В то же время существенна игра на грамматическом субъекте, связанная с глубинным смыслом стихотворения. В первом катрене «я» появляется лишь косвенно (1, 3), в слове моего (впрочем, начальном, как бы ключевом слове всего текста). Субъектом оказывается загадочное двойное (и дважды повторенное) местоимение тот… кто (1, 3). Речь не может идти о Боге — не потому, что Фет был, как обычно считают, атеистом (Блок, 1924, с. 32–34; Бухштаб, 1974, с. 15; ср. Эткинд, 1984; Струве Н., 1984), а по причине чисто графической: в оригинальном тексте слова тот… кто даны не с прописных, а с малых букв. Речь, видимо, идет о бессознательном творческом принципе мира, о шопенгауэровской воле, создающей вселенную. Эта воля предстает как активное, наделенное желаниями и способное к деятельности начало; «я» оказывается пассивным, погруженным в экстаз «безумства». Характерна смена грамматического рода: субъекту приписан мужской род (быть может, под воздействием немецкого der Wille ‘воля’), а грамматический род адресанта стихотворения нейтрализован. При желании стихотворение можно интерпретировать и как написанное от лица женщины, вспоминающей собственную юность (или любующейся чужой юностью); о подобных случаях «грамматической андрогинности» мы уже упоминали.

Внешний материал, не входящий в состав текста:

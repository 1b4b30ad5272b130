//! Scheduler — runs an automation pass on a fixed interval until stopped.
//!
//! The first pass fires one full interval after [`Scheduler::start`]. Each
//! pass runs to completion before the next tick is awaited; ticks missed
//! while a pass was running are skipped rather than replayed.

use std::sync::Arc;
use std::time::Duration;

use tokio::sync::watch;
use tokio::task::JoinHandle;
use tokio::time::{Instant, MissedTickBehavior};

use crate::automation_engine::{PassOutcome, PassRunner};

/// Interval between passes when nothing else is configured.
pub const DEFAULT_INTERVAL: Duration = Duration::from_secs(15);

/// Starts the background pass loop.
pub struct Scheduler;

impl Scheduler {
    /// Spawn the loop on the current tokio runtime.
    ///
    /// # Panics
    ///
    /// Panics if `period` is zero.
    pub fn start<P>(runner: Arc<P>, period: Duration) -> SchedulerHandle
    where
        P: PassRunner + 'static,
    {
        assert!(!period.is_zero(), "scheduler period must be non-zero");
        let (shutdown, receiver) = watch::channel(false);
        let task = tokio::spawn(run_loop(runner, period, receiver));
        tracing::info!(period_secs = period.as_secs_f64(), "scheduler started");
        SchedulerHandle { shutdown, task }
    }
}

/// Owner of a running loop. Dropping it stops the loop at its next await.
pub struct SchedulerHandle {
    shutdown: watch::Sender<bool>,
    task: JoinHandle<()>,
}

impl SchedulerHandle {
    /// Signal the loop to stop and wait for it to exit.
    ///
    /// A pass that is already running finishes first. No pass starts after
    /// this returns.
    pub async fn stop(self) {
        // The receiver is gone only if the task already exited.
        let _ = self.shutdown.send(true);
        if let Err(err) = self.task.await {
            tracing::error!(error = %err, "scheduler task ended abnormally");
        }
    }
}

async fn run_loop<P: PassRunner>(
    runner: Arc<P>,
    period: Duration,
    mut shutdown: watch::Receiver<bool>,
) {
    let mut ticker = tokio::time::interval_at(Instant::now() + period, period);
    ticker.set_missed_tick_behavior(MissedTickBehavior::Skip);

    loop {
        tokio::select! {
            biased;
            _ = shutdown.changed() => break,
            _ = ticker.tick() => {}
        }

        match runner.run_pass().await {
            Ok(PassOutcome::Completed(report)) => {
                tracing::debug!(?report, "scheduled pass done");
            }
            Ok(PassOutcome::Skipped) => {
                tracing::debug!("scheduled pass skipped, another pass in progress");
            }
            Err(err) => {
                tracing::error!(error = %err.chain_message(), "automation pass aborted");
            }
        }
    }

    tracing::info!("scheduler stopped");
}
//! Generation-specific error type wrapping reqwest errors.

use autoflow_domain::error::AutoflowError;

use crate::schema::SchemaViolation;

/// Errors originating from the HTTP generation adapter.
#[derive(Debug, thiserror::Error)]
pub enum GenerationError {
    /// The HTTP client could not be built.
    #[error("failed to build HTTP client")]
    Client(#[source] reqwest::Error),

    /// Sending the request or reading the response failed.
    #[error("request failed")]
    Request(#[from] reqwest::Error),

    /// The service answered with a non-success status.
    #[error("service returned {status}: {body}")]
    Status { status: u16, body: String },

    /// The response carried no message content.
    #[error("response has no content")]
    EmptyResponse,

    /// The message content is not valid JSON.
    #[error("response content is not JSON")]
    Json(#[from] serde_json::Error),

    /// The object does not satisfy the declared schema.
    #[error("response does not match schema {schema}")]
    Schema {
        schema: &'static str,
        #[source]
        violation: SchemaViolation,
    },
}

impl From<GenerationError> for AutoflowError {
    fn from(err: GenerationError) -> Self {
        Self::Generation(Box::new(err))
    }
}
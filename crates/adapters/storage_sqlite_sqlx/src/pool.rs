//! `SQLite` connection pool setup and migration runner.

use std::str::FromStr;

use sqlx::SqlitePool;
use sqlx::sqlite::{SqliteConnectOptions, SqlitePoolOptions};

use crate::error::StorageError;

/// Configuration for the `SQLite` storage adapter.
pub struct Config {
    /// `SQLite` connection URL (e.g. `sqlite:autoflow.db` or `sqlite::memory:`).
    pub database_url: String,
}

impl Config {
    /// Build a [`Database`] from this configuration.
    ///
    /// Creates the connection pool, creates the database file if missing,
    /// and runs all pending migrations.
    ///
    /// # Errors
    ///
    /// Returns [`StorageError`] if the connection or migrations fail.
    pub async fn build(self) -> Result<Database, StorageError> {
        Database::initialize(&self.database_url).await
    }
}

/// Holds the `SQLite` connection pool and provides access to it.
pub struct Database {
    pool: SqlitePool,
}

impl Database {
    async fn initialize(database_url: &str) -> Result<Self, StorageError> {
        let options = SqliteConnectOptions::from_str(database_url)?.create_if_missing(true);

        // Every connection to `:memory:` opens its own empty database, so an
        // in-memory pool is pinned to a single connection.
        let max_connections = if database_url.contains(":memory:") {
            1
        } else {
            8
        };
        let pool = SqlitePoolOptions::new()
            .max_connections(max_connections)
            .connect_with(options)
            .await?;

        sqlx::migrate!("./migrations").run(&pool).await?;
        tracing::debug!(database_url, "database ready");

        Ok(Self { pool })
    }

    /// Borrow the underlying connection pool.
    #[must_use]
    pub fn pool(&self) -> &SqlitePool {
        &self.pool
    }
}
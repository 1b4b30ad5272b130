//! # autoflow-adapter-http-axum
//!
//! HTTP adapter built on [axum](https://docs.rs/axum).
//!
//! ## Responsibilities
//! - Serve a **JSON API** for managing automation rules
//!   (`/api/rules`, `/api/rules/{id}/active`, …)
//! - Expose the execution history (`/api/executions`)
//! - Let an operator trigger a pass on demand (`POST /api/passes`)
//! - Map application results and errors into HTTP responses
//!
//! ## Dependency rule
//! Depends on `autoflow-app` (for port traits and services) and
//! `autoflow-domain` (for types used in request/response mapping). Never
//! leaks axum types into the domain.

pub mod api;
pub mod error;
pub mod router;
pub mod state;

#[cfg(test)]
pub(crate) mod testing;
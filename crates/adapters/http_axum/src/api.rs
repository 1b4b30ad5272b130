//! JSON REST API handler modules.

#[allow(clippy::missing_errors_doc)]
pub mod executions;
#[allow(clippy::missing_errors_doc)]
pub mod passes;
#[allow(clippy::missing_errors_doc)]
pub mod rules;

use std::str::FromStr;

use axum::Router;
use axum::routing::{get, post, put};

use autoflow_app::automation_engine::PassRunner;
use autoflow_app::ports::{ExecutionRepository, RuleRepository};
use autoflow_domain::error::ValidationError;
use autoflow_domain::id::RuleId;

use crate::error::ApiError;
use crate::state::AppState;

/// Build the `/api` sub-router.
pub fn routes<RR, XR, P>() -> Router<AppState<RR, XR, P>>
where
    RR: RuleRepository + Send + Sync + 'static,
    XR: ExecutionRepository + Send + Sync + 'static,
    P: PassRunner + 'static,
{
    Router::new()
        .route("/rules", get(rules::list).post(rules::create))
        .route(
            "/rules/{id}",
            get(rules::get).put(rules::update).delete(rules::delete),
        )
        .route("/rules/{id}/active", put(rules::set_active))
        .route("/rules/{id}/executions", get(executions::list_for_rule))
        .route("/executions", get(executions::list_recent))
        .route("/passes", post(passes::run))
}

fn parse_rule_id(raw: &str) -> Result<RuleId, ApiError> {
    RuleId::from_str(raw).map_err(|_| ValidationError::InvalidId(raw.to_string()).into())
}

Во втором катрене «я» присутствует более явно, однако метонимически, по принципу pars pro toto ‘часть, заменяющая целое’ — в словах душа моя (6). Это часть «я», которое оказывается уже не пассивным, зависящим от таинственной мировой воли, но активным, способным к действию (хотя и в ирреальном модусе). Наконец, в третьем катрене впервые появляется местоимение первого лица я… меня (10–11), как, впрочем, и местоимение третьего лица он (11). Здесь мы вновь имеем дело с метонимическим принципом, хотя он инвертирован по сравнению со вторым катреном: там «я» было дано через свою часть (душу), здесь оно само оказывается как бы частью (при этом активной частью, «живым отголоском») некоего высшего мирового целого, «буйства жизни» (10).